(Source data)
· · ·

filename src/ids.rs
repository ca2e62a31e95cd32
//! Cyclic ID generation for pooled entities.

use parking_lot::Mutex;

/// Hands out sequential `u32` IDs, wrapping back to 0 after `u32::MAX`.
///
/// Each pool owns its own generator, so IDs are unique within a pool as long
/// as the pool size stays below the counter period.
#[derive(Debug, Default)]
pub struct IdGenerator {
    inner: Mutex<GeneratorState>,
}

#[derive(Debug, Default)]
struct GeneratorState {
    sn: u32,
    // Set when the previous ID was u32::MAX; the next call restarts at 0.
    ended: bool,
}

impl IdGenerator {
    pub fn new() -> Self {
        Self::default()
    }

    pub fn next_id(&self) -> u32 {
        let mut state = self.inner.lock();
        if state.ended {
            state.ended = false;
            state.sn = 0;
            return 0;
        }
        let id = state.sn;
        if id < u32::MAX {
            state.sn += 1;
        } else {
            state.ended = true;
        }
        id
    }
}
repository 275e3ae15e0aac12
//! Display helpers shared by pages.

use wasm_bindgen::JsValue;

/// Render an RFC 3339 timestamp in the user's locale, falling back to the
/// raw string when the browser cannot parse it.
pub fn local_datetime(rfc3339: &str) -> String {
    let date = js_sys::Date::new(&JsValue::from_str(rfc3339));
    if date.get_time().is_nan() {
        return rfc3339.to_string();
    }
    date.to_locale_string("default", &JsValue::UNDEFINED)
        .as_string()
        .unwrap_or_else(|| rfc3339.to_string())
}

/// CSS modifier for a probability, used to colour bars and badges.
pub fn probability_class(probability: u8) -> &'static str {
    match probability {
        70..=100 => "prob-high",
        40..=69 => "prob-medium",
        _ => "prob-low",
    }
}

#[cfg(test)]
mod tests {
    use super::*;

    #[test]
    fn test_probability_class_bands() {
        assert_eq!(probability_class(85), "prob-high");
        assert_eq!(probability_class(70), "prob-high");
        assert_eq!(probability_class(50), "prob-medium");
        assert_eq!(probability_class(10), "prob-low");
    }
}
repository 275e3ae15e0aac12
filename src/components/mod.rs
pub mod history_panel;
pub mod prediction_card;
pub mod sidebar;
pub mod status_badge;
pub mod symptom_picker;
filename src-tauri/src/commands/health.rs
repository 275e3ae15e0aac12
use tauri::State;
use tracing::info;

use crate::service::ServiceStatus;
use crate::AppService;

/// Check the remote prediction service and report its state.
#[tauri::command]
pub async fn check_service(service: State<'_, AppService>) -> Result<ServiceStatus, String> {
    info!("Checking prediction service");
    Ok(service.check_service().await)
}

/// Pop the oldest pending notice for display.
#[tauri::command]
pub fn take_service_notice(service: State<'_, AppService>) -> Option<String> {
    service.take_notice()
}
use leptos::prelude::*;

pub const THEME_PREFERENCE: &str = "theme";
pub const THEMES: &[(&str, &str)] = &[("system", "System"), ("light", "Light"), ("dark", "Dark")];

#[derive(Clone, Copy)]
pub struct ThemeContext {
    pub theme: ReadSignal<String>,
    pub set_theme: WriteSignal<String>,
}

/// Set `data-theme` on `<html>` for "light" and "dark"; remove it otherwise
/// so the stylesheet's `prefers-color-scheme` rules apply.
pub fn apply_theme(theme: &str) {
    let Some(html) = web_sys::window()
        .and_then(|w| w.document())
        .and_then(|d| d.document_element())
    else {
        return;
    };

    let _ = match theme {
        "light" | "dark" => html.set_attribute("data-theme", theme),
        _ => html.remove_attribute("data-theme"),
    };
}
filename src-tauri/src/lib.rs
pub mod auth;
pub mod catalog;
#[cfg(feature = "desktop")]
mod commands;
pub mod config;
mod error;
pub mod history;
pub mod inference;
pub mod recorder;
pub mod remote;
pub mod service;
pub mod session;
pub mod storage;

pub use config::AppConfig;
pub use error::{MediPredictError, Result};
pub use history::{HistoryEntry, HistoryStore};
pub use service::{PredictionOutcome, PredictionService, ServiceOptions};

use auth::Identity;
use storage::{Storage, HISTORY_KEY, USER_KEY};

/// Service type managed by the desktop app.
pub type AppService = PredictionService<Box<dyn Storage>>;

/// Install the global `tracing` subscriber (`RUST_LOG`, default `info`).
pub fn init_tracing() {
    let _ = tracing_subscriber::fmt()
        .with_env_filter(
            tracing_subscriber::EnvFilter::try_from_default_env()
                .unwrap_or_else(|_| tracing_subscriber::EnvFilter::new("info")),
        )
        .try_init();
}

/// Assemble the service described by `config`: storage, rules and the
/// optional remote client.
pub fn build_service(config: &AppConfig) -> anyhow::Result<AppService> {
    let engine = config.rule_engine()?;
    let history = HistoryStore::open(config.open_storage(HISTORY_KEY)?);
    let identity = Identity::open(config.open_storage(USER_KEY)?);

    let service = PredictionService::new(
        engine,
        history,
        identity,
        ServiceOptions {
            analysis_delay: config.analysis_delay(),
            analysis_jitter: config.analysis_jitter(),
        },
    );

    Ok(match config.remote_client()? {
        Some(client) => {
            tracing::info!("Using prediction service at {}", client.base_url());
            service.with_remote(client)
        }
        None => service,
    })
}

#[cfg(feature = "desktop")]
pub fn run() {
    init_tracing();

    let config = AppConfig::load_default();
    let service = match build_service(&config) {
        Ok(service) => service,
        Err(e) => {
            tracing::error!("Failed to start MediPredict: {:#}", e);
            std::process::exit(1);
        }
    };

    tauri::Builder::default()
        .plugin(tauri_plugin_store::Builder::new().build())
        .manage(service)
        .invoke_handler(tauri::generate_handler![
            commands::prediction::list_symptoms,
            commands::prediction::get_session,
            commands::prediction::toggle_symptom,
            commands::prediction::start_prediction,
            commands::prediction::reset_session,
            commands::history::list_history,
            commands::history::delete_history_entry,
            commands::history::clear_history,
            commands::health::check_service,
            commands::health::take_service_notice,
            commands::auth::login,
            commands::auth::login_with_google,
            commands::auth::logout,
            commands::auth::current_user,
            commands::config::get_preference,
            commands::config::set_preference,
        ])
        .setup(|app| {
            // Check the remote service once at startup
            use tauri::Manager;
            let handle = app.handle().clone();
            tauri::async_runtime::spawn(async move {
                let service = handle.state::<AppService>();
                let status = service.check_service().await;
                if status.configured {
                    tracing::info!("Prediction service available: {}", status.available);
                }
            });
            Ok(())
        })
        .run(tauri::generate_context!())
        .expect("error while running tauri application");
}
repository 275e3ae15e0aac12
//! Tauri commands for the prediction history.

use tauri::State;
use tracing::info;

use crate::history::HistoryEntry;
use crate::AppService;

/// List all history entries, newest first.
#[tauri::command]
pub async fn list_history(service: State<'_, AppService>) -> Result<Vec<HistoryEntry>, String> {
    let entries = service.list_history().await?;
    info!("Listed {} history entries", entries.len());
    Ok(entries)
}

/// Delete one entry. Returns false when no entry had that id.
#[tauri::command]
pub async fn delete_history_entry(
    service: State<'_, AppService>,
    id: String,
) -> Result<bool, String> {
    Ok(service.delete_history_entry(&id).await?)
}

#[tauri::command]
pub async fn clear_history(service: State<'_, AppService>) -> Result<(), String> {
    Ok(service.clear_history().await?)
}
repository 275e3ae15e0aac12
fn main() {
    #[cfg(feature = "desktop")]
    tauri_build::build();
}
pub mod auth;
pub mod config;
pub mod health;
pub mod history;
pub mod prediction;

· · ·

● Exercise instructions
The lines above from the one containing "pub struct IdGenerator" through the one containing "pub fn new()" are to be set down exactly, and no others.

● Solution below
pub struct IdGenerator {
    inner: Mutex<GeneratorState>,
}

#[derive(Debug, Default)]
struct GeneratorState {
    sn: u32,
    // Set when the previous ID was u32::MAX; the next call restarts at 0.
    ended: bool,
}

impl IdGenerator {
    pub fn new() -> Self {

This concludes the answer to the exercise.